◆ **Action item**:
Pick out each line in these entries that contains the string "format".

---

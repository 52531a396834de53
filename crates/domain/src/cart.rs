//! Per-buyer cart rows and their validation against catalog availability.

use chrono::{DateTime, Utc};
use common::{ProductId, UserId};
use serde::{Deserialize, Serialize};

use crate::catalog::Product;
use crate::error::DomainError;
use crate::money::Money;

/// One persisted cart row: a buyer's desired quantity of a product.
///
/// The row exists only while `quantity >= 1`.
#[derive(Debug, Clone, PartialEq, Eq, Serialize, Deserialize)]
pub struct CartItem {
    pub buyer_id: UserId,
    pub product_id: ProductId,
    pub quantity: u32,
    pub added_at: DateTime<Utc>,
}

/// What a quantity update does to the row.
#[derive(Debug, Clone, Copy, PartialEq, Eq)]
pub enum QuantityChange {
    /// Set the row to this many units.
    Set(u32),
    /// Delete the row.
    Remove,
}

impl QuantityChange {
    /// Interprets a requested quantity: zero or negative removes the row.
    pub fn from_requested(quantity: i64) -> Result<Self, DomainError> {
        if quantity <= 0 {
            return Ok(QuantityChange::Remove);
        }
        u32::try_from(quantity)
            .map(QuantityChange::Set)
            .map_err(|_| DomainError::InvalidQuantity { quantity })
    }
}

/// A cart row joined with the live product it references.
#[derive(Debug, Clone, Serialize)]
pub struct CartLine {
    pub product: Product,
    pub quantity: u32,
    pub line_total: Money,
}

/// A buyer's cart with its subtotal at current prices.
#[derive(Debug, Clone, Serialize)]
pub struct CartView {
    pub buyer_id: UserId,
    pub lines: Vec<CartLine>,
    pub subtotal: Money,
}

impl CartView {
    /// Builds the view from cart rows joined with their products, in row order.
    pub fn build(
        buyer_id: UserId,
        entries: Vec<(CartItem, Product)>,
    ) -> Result<Self, DomainError> {
        let lines = entries
            .into_iter()
            .map(|(item, product)| {
                let line_total = product.price.checked_mul(item.quantity)?;
                Ok(CartLine {
                    product,
                    quantity: item.quantity,
                    line_total,
                })
            })
            .collect::<Result<Vec<_>, DomainError>>()?;
        let subtotal = Money::sum(lines.iter().map(|line| line.line_total))?;

        Ok(Self {
            buyer_id,
            lines,
            subtotal,
        })
    }

    pub fn is_empty(&self) -> bool {
        self.lines.is_empty()
    }

    /// Total number of units across all lines.
    pub fn total_quantity(&self) -> u64 {
        self.lines.iter().map(|line| u64::from(line.quantity)).sum()
    }
}
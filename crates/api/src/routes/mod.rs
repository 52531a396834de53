pub mod cart;
pub mod messages;
pub mod ops;
pub mod orders;
pub mod payments;
pub mod products;
pub mod users;

use std::str::FromStr;

use crate::error::ApiError;

/// Parses a path segment into a typed id.
pub(crate) fn parse_id<T: FromStr>(raw: &str, what: &str) -> Result<T, ApiError> {
    raw.parse()
        .map_err(|_| ApiError::BadRequest(format!("Invalid {what}: {raw}")))
}
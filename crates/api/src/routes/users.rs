//! Account endpoints.

use std::sync::Arc;

use axum::Json;
use axum::extract::{Path, State};
use axum::http::StatusCode;
use common::UserId;
use domain::{NewUser, Role, User};
use serde::Deserialize;
use store::MarketStore;

use super::parse_id;
use crate::error::ApiError;
use crate::extract::Actor;
use crate::state::AppState;

#[derive(Deserialize)]
pub struct ChangeRoleRequest {
    pub role: Role,
}

/// POST /users — register a buyer or seller.
#[tracing::instrument(skip(state, req))]
pub async fn register<S: MarketStore + Clone + 'static>(
    State(state): State<Arc<AppState<S>>>,
    Json(req): Json<NewUser>,
) -> Result<(StatusCode, Json<User>), ApiError> {
    let user = state.accounts.register(req).await?;
    Ok((StatusCode::CREATED, Json(user)))
}

/// GET /users — admin only.
pub async fn list<S: MarketStore + Clone + 'static>(
    State(state): State<Arc<AppState<S>>>,
    Actor(actor): Actor,
) -> Result<Json<Vec<User>>, ApiError> {
    Ok(Json(state.accounts.list_users(actor).await?))
}

/// GET /users/{id}
pub async fn get<S: MarketStore + Clone + 'static>(
    State(state): State<Arc<AppState<S>>>,
    Path(id): Path<String>,
) -> Result<Json<User>, ApiError> {
    let id: UserId = parse_id(&id, "user id")?;
    Ok(Json(state.accounts.get_user(id).await?))
}

/// PUT /users/{id}/role — admin only.
#[tracing::instrument(skip(state, req))]
pub async fn change_role<S: MarketStore + Clone + 'static>(
    State(state): State<Arc<AppState<S>>>,
    Actor(actor): Actor,
    Path(id): Path<String>,
    Json(req): Json<ChangeRoleRequest>,
) -> Result<Json<User>, ApiError> {
    let id: UserId = parse_id(&id, "user id")?;
    Ok(Json(state.accounts.change_role(actor, id, req.role).await?))
}
//! Product reviews.

use chrono::{DateTime, Utc};
use common::{ProductId, ReviewId, UserId};
use serde::{Deserialize, Serialize};

use crate::error::DomainError;

pub const MIN_RATING: u8 = 1;
pub const MAX_RATING: u8 = 5;

#[derive(Debug, Clone, PartialEq, Eq, Serialize, Deserialize)]
pub struct Review {
    pub id: ReviewId,
    pub product_id: ProductId,
    pub buyer_id: UserId,
    pub rating: u8,
    pub comment: String,
    pub created_at: DateTime<Utc>,
}

#[derive(Debug, Clone, Deserialize)]
pub struct NewReview {
    pub rating: u8,
    pub comment: String,
}

impl NewReview {
    pub fn into_review(
        self,
        product_id: ProductId,
        buyer_id: UserId,
        now: DateTime<Utc>,
    ) -> Result<Review, DomainError> {
        if !(MIN_RATING..=MAX_RATING).contains(&self.rating) {
            return Err(DomainError::validation(format!(
                "rating must be between {MIN_RATING} and {MAX_RATING}"
            )));
        }
        let comment = self.comment.trim().to_string();
        if comment.is_empty() {
            return Err(DomainError::validation("comment must not be empty"));
        }

        Ok(Review {
            id: ReviewId::new(),
            product_id,
            buyer_id,
            rating: self.rating,
            comment,
            created_at: now,
        })
    }
}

---

◆ **Response**:
        .map_err(|_| ApiError::BadRequest(format!("Invalid {what}: {raw}")))
            return Err(DomainError::validation(format!(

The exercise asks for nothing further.